TASK REQUIREMENTS :: Your answer should be an exact copy of every record.

SUPPLIED ENTRIES ::
----------------

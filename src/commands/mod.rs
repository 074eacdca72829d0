//! The command catalog: one module per command, grouped by tier the same
//! way the descriptor sources are grouped, plus the registry that indexes
//! them at startup.

pub mod admin;
pub mod booster;
pub mod owner;
pub mod public;

use std::collections::HashMap;
use std::future::Future;
use std::pin::Pin;

use anyhow::Result;
use serenity::all::CreateCommand;
use thiserror::Error;
use tracing::{info, warn};

use crate::access::{self, Caller};
use crate::config::BotConfig;
use crate::dispatch::CommandCtx;

/// Access tier of a command. Exactly one per command, and the tiers are
/// plain labels with no ordering between them.
#[derive(Debug, Clone, Copy, PartialEq, Eq, Hash)]
pub enum Tier {
    Public,
    Booster,
    Admin,
    Owner,
}

pub type HandlerFuture<'a> = Pin<Box<dyn Future<Output = Result<()>> + Send + 'a>>;

/// A command handler: borrows the invocation context, produces nothing but
/// side effects on it.
pub type Handler = for<'a> fn(&'a CommandCtx<'a>) -> HandlerFuture<'a>;

/// Immutable registration record for one command. Created once by its
/// module's `spec()` and never mutated afterwards.
#[derive(Clone)]
pub struct CommandSpec {
    pub name: &'static str,
    pub description: &'static str,
    pub tier: Tier,
    /// Builds the typed registration payload (options, bounds, choices).
    pub build: fn() -> CreateCommand,
    pub run: Handler,
}

impl CommandSpec {
    fn validate(&self) -> Result<(), String> {
        if self.name.is_empty() {
            return Err("name is empty".to_string());
        }
        if !self
            .name
            .chars()
            .all(|c| c.is_ascii_lowercase() || c.is_ascii_digit())
        {
            return Err(format!("name {:?} is not lowercase alphanumeric", self.name));
        }
        if self.description.is_empty() || self.description.len() > 100 {
            return Err("description must be 1-100 characters".to_string());
        }
        Ok(())
    }
}

#[derive(Debug, Error)]
pub enum RegistryError {
    #[error("duplicate command name: {0}")]
    DuplicateName(String),
}

/// Name → descriptor map, built once at startup and read-only afterwards.
#[derive(Default)]
pub struct CommandRegistry {
    commands: HashMap<String, CommandSpec>,
    /// Registration order, for stable listings and payload export.
    names: Vec<String>,
}

impl CommandRegistry {
    /// Build the registry from the per-tier descriptor sources. A
    /// descriptor that fails validation is skipped with a warning so one
    /// bad command cannot take the rest down; a duplicate name is fatal
    /// because silent shadowing would be worse.
    pub fn build() -> Result<Self, RegistryError> {
        let sources = public::specs()
            .into_iter()
            .chain(booster::specs())
            .chain(admin::specs())
            .chain(owner::specs());

        let mut registry = Self::default();
        for spec in sources {
            if let Err(reason) = spec.validate() {
                warn!("skipping invalid command descriptor {:?}: {}", spec.name, reason);
                continue;
            }
            registry.register(spec)?;
        }
        info!("loaded {} commands", registry.count());
        Ok(registry)
    }

    fn register(&mut self, spec: CommandSpec) -> Result<(), RegistryError> {
        if self.commands.contains_key(spec.name) {
            return Err(RegistryError::DuplicateName(spec.name.to_string()));
        }
        self.names.push(spec.name.to_string());
        self.commands.insert(spec.name.to_string(), spec);
        Ok(())
    }

    pub fn resolve(&self, name: &str) -> Option<&CommandSpec> {
        self.commands.get(name)
    }

    pub fn all(&self) -> impl Iterator<Item = &CommandSpec> {
        self.names.iter().filter_map(|name| self.commands.get(name))
    }

    pub fn by_tier(&self, tier: Tier) -> Vec<&CommandSpec> {
        self.all().filter(|spec| spec.tier == tier).collect()
    }

    /// Commands the gate would let this caller run.
    pub fn accessible_to(&self, caller: &Caller, config: &BotConfig) -> Vec<&CommandSpec> {
        self.all()
            .filter(|spec| access::authorize(spec.tier, caller, config).is_ok())
            .collect()
    }

    /// The slash-command payload registered with the gateway at startup.
    pub fn registration_payload(&self) -> Vec<CreateCommand> {
        self.all().map(|spec| (spec.build)()).collect()
    }

    pub fn count(&self) -> usize {
        self.names.len()
    }
}

#[cfg(test)]
mod tests {
    use super::*;

    fn noop<'a>(_ctx: &'a CommandCtx<'a>) -> HandlerFuture<'a> {
        Box::pin(async { Ok(()) })
    }

    fn spec(name: &'static str, tier: Tier) -> CommandSpec {
        CommandSpec {
            name,
            description: "test command",
            tier,
            build: || CreateCommand::new("test"),
            run: noop,
        }
    }

    #[test]
    fn duplicate_registration_fails_and_keeps_the_first() {
        let mut registry = CommandRegistry::default();
        registry.register(spec("dupe", Tier::Public)).unwrap();
        let err = registry.register(spec("dupe", Tier::Admin)).unwrap_err();
        assert!(matches!(err, RegistryError::DuplicateName(name) if name == "dupe"));
        assert_eq!(registry.resolve("dupe").unwrap().tier, Tier::Public);
        assert_eq!(registry.count(), 1);
    }

    #[test]
    fn resolve_misses_return_none() {
        let registry = CommandRegistry::default();
        assert!(registry.resolve("ghost").is_none());
    }

    #[test]
    fn invalid_descriptors_fail_validation() {
        assert!(spec("", Tier::Public).validate().is_err());
        assert!(spec("BadName", Tier::Public).validate().is_err());
        let mut long = spec("ok", Tier::Public);
        long.description = "";
        assert!(long.validate().is_err());
        assert!(spec("fine2", Tier::Public).validate().is_ok());
    }

    #[test]
    fn build_loads_the_full_catalog() {
        let registry = CommandRegistry::build().unwrap();
        assert!(registry.resolve("dog").is_some());
        assert!(registry.resolve("amazonprice").is_some());
        assert!(registry.resolve("tracked").is_some());
        assert!(registry.resolve("botstatus").is_some());
        assert_eq!(registry.registration_payload().len(), registry.count());
    }

    #[test]
    fn by_tier_partitions_the_catalog() {
        let registry = CommandRegistry::build().unwrap();
        let total: usize = [Tier::Public, Tier::Booster, Tier::Admin, Tier::Owner]
            .into_iter()
            .map(|tier| registry.by_tier(tier).len())
            .sum();
        assert_eq!(total, registry.count());
    }

    #[test]
    fn accessible_to_matches_the_gate() {
        use serenity::all::{RoleId, UserId};

        let registry = CommandRegistry::build().unwrap();
        let config = BotConfig::for_tests();
        let booster = Caller {
            user_id: UserId::new(1),
            roles: vec![RoleId::new(300)],
        };
        let accessible = registry.accessible_to(&booster, &config);
        assert!(accessible.iter().any(|spec| spec.name == "amazonprice"));
        assert!(accessible.iter().all(|spec| {
            matches!(spec.tier, Tier::Public | Tier::Booster)
        }));
    }
}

----------------

ANSWER TO THE PROBLEM ::
filename src/commands/mod.rs
repository 074eacdca72829d0
//! The command catalog: one module per command, grouped by tier the same
//! way the descriptor sources are grouped, plus the registry that indexes
//! them at startup.

pub mod admin;
pub mod booster;
pub mod owner;
pub mod public;

use std::collections::HashMap;
use std::future::Future;
use std::pin::Pin;

use anyhow::Result;
use serenity::all::CreateCommand;
use thiserror::Error;
use tracing::{info, warn};

use crate::access::{self, Caller};
use crate::config::BotConfig;
use crate::dispatch::CommandCtx;

/// Access tier of a command. Exactly one per command, and the tiers are
/// plain labels with no ordering between them.
#[derive(Debug, Clone, Copy, PartialEq, Eq, Hash)]
pub enum Tier {
    Public,
    Booster,
    Admin,
    Owner,
}

pub type HandlerFuture<'a> = Pin<Box<dyn Future<Output = Result<()>> + Send + 'a>>;

/// A command handler: borrows the invocation context, produces nothing but
/// side effects on it.
pub type Handler = for<'a> fn(&'a CommandCtx<'a>) -> HandlerFuture<'a>;

/// Immutable registration record for one command. Created once by its
/// module's `spec()` and never mutated afterwards.
#[derive(Clone)]
pub struct CommandSpec {
    pub name: &'static str,
    pub description: &'static str,
    pub tier: Tier,
    /// Builds the typed registration payload (options, bounds, choices).
    pub build: fn() -> CreateCommand,
    pub run: Handler,
}

impl CommandSpec {
    fn validate(&self) -> Result<(), String> {
        if self.name.is_empty() {
            return Err("name is empty".to_string());
        }
        if !self
            .name
            .chars()
            .all(|c| c.is_ascii_lowercase() || c.is_ascii_digit())
        {
            return Err(format!("name {:?} is not lowercase alphanumeric", self.name));
        }
        if self.description.is_empty() || self.description.len() > 100 {
            return Err("description must be 1-100 characters".to_string());
        }
        Ok(())
    }
}

#[derive(Debug, Error)]
pub enum RegistryError {
    #[error("duplicate command name: {0}")]
    DuplicateName(String),
}

/// Name → descriptor map, built once at startup and read-only afterwards.
#[derive(Default)]
pub struct CommandRegistry {
    commands: HashMap<String, CommandSpec>,
    /// Registration order, for stable listings and payload export.
    names: Vec<String>,
}

impl CommandRegistry {
    /// Build the registry from the per-tier descriptor sources. A
    /// descriptor that fails validation is skipped with a warning so one
    /// bad command cannot take the rest down; a duplicate name is fatal
    /// because silent shadowing would be worse.
    pub fn build() -> Result<Self, RegistryError> {
        let sources = public::specs()
            .into_iter()
            .chain(booster::specs())
            .chain(admin::specs())
            .chain(owner::specs());

        let mut registry = Self::default();
        for spec in sources {
            if let Err(reason) = spec.validate() {
                warn!("skipping invalid command descriptor {:?}: {}", spec.name, reason);
                continue;
            }
            registry.register(spec)?;
        }
        info!("loaded {} commands", registry.count());
        Ok(registry)
    }

    fn register(&mut self, spec: CommandSpec) -> Result<(), RegistryError> {
        if self.commands.contains_key(spec.name) {
            return Err(RegistryError::DuplicateName(spec.name.to_string()));
        }
        self.names.push(spec.name.to_string());
        self.commands.insert(spec.name.to_string(), spec);
        Ok(())
    }

    pub fn resolve(&self, name: &str) -> Option<&CommandSpec> {
        self.commands.get(name)
    }

    pub fn all(&self) -> impl Iterator<Item = &CommandSpec> {
        self.names.iter().filter_map(|name| self.commands.get(name))
    }

    pub fn by_tier(&self, tier: Tier) -> Vec<&CommandSpec> {
        self.all().filter(|spec| spec.tier == tier).collect()
    }

    /// Commands the gate would let this caller run.
    pub fn accessible_to(&self, caller: &Caller, config: &BotConfig) -> Vec<&CommandSpec> {
        self.all()
            .filter(|spec| access::authorize(spec.tier, caller, config).is_ok())
            .collect()
    }

    /// The slash-command payload registered with the gateway at startup.
    pub fn registration_payload(&self) -> Vec<CreateCommand> {
        self.all().map(|spec| (spec.build)()).collect()
    }

    pub fn count(&self) -> usize {
        self.names.len()
    }
}

#[cfg(test)]
mod tests {
    use super::*;

    fn noop<'a>(_ctx: &'a CommandCtx<'a>) -> HandlerFuture<'a> {
        Box::pin(async { Ok(()) })
    }

    fn spec(name: &'static str, tier: Tier) -> CommandSpec {
        CommandSpec {
            name,
            description: "test command",
            tier,
            build: || CreateCommand::new("test"),
            run: noop,
        }
    }

    #[test]
    fn duplicate_registration_fails_and_keeps_the_first() {
        let mut registry = CommandRegistry::default();
        registry.register(spec("dupe", Tier::Public)).unwrap();
        let err = registry.register(spec("dupe", Tier::Admin)).unwrap_err();
        assert!(matches!(err, RegistryError::DuplicateName(name) if name == "dupe"));
        assert_eq!(registry.resolve("dupe").unwrap().tier, Tier::Public);
        assert_eq!(registry.count(), 1);
    }

    #[test]
    fn resolve_misses_return_none() {
        let registry = CommandRegistry::default();
        assert!(registry.resolve("ghost").is_none());
    }

    #[test]
    fn invalid_descriptors_fail_validation() {
        assert!(spec("", Tier::Public).validate().is_err());
        assert!(spec("BadName", Tier::Public).validate().is_err());
        let mut long = spec("ok", Tier::Public);
        long.description = "";
        assert!(long.validate().is_err());
        assert!(spec("fine2", Tier::Public).validate().is_ok());
    }

    #[test]
    fn build_loads_the_full_catalog() {
        let registry = CommandRegistry::build().unwrap();
        assert!(registry.resolve("dog").is_some());
        assert!(registry.resolve("amazonprice").is_some());
        assert!(registry.resolve("tracked").is_some());
        assert!(registry.resolve("botstatus").is_some());
        assert_eq!(registry.registration_payload().len(), registry.count());
    }

    #[test]
    fn by_tier_partitions_the_catalog() {
        let registry = CommandRegistry::build().unwrap();
        let total: usize = [Tier::Public, Tier::Booster, Tier::Admin, Tier::Owner]
            .into_iter()
            .map(|tier| registry.by_tier(tier).len())
            .sum();
        assert_eq!(total, registry.count());
    }

    #[test]
    fn accessible_to_matches_the_gate() {
        use serenity::all::{RoleId, UserId};

        let registry = CommandRegistry::build().unwrap();
        let config = BotConfig::for_tests();
        let booster = Caller {
            user_id: UserId::new(1),
            roles: vec![RoleId::new(300)],
        };
        let accessible = registry.accessible_to(&booster, &config);
        assert!(accessible.iter().any(|spec| spec.name == "amazonprice"));
        assert!(accessible.iter().all(|spec| {
            matches!(spec.tier, Tier::Public | Tier::Booster)
        }));
    }
}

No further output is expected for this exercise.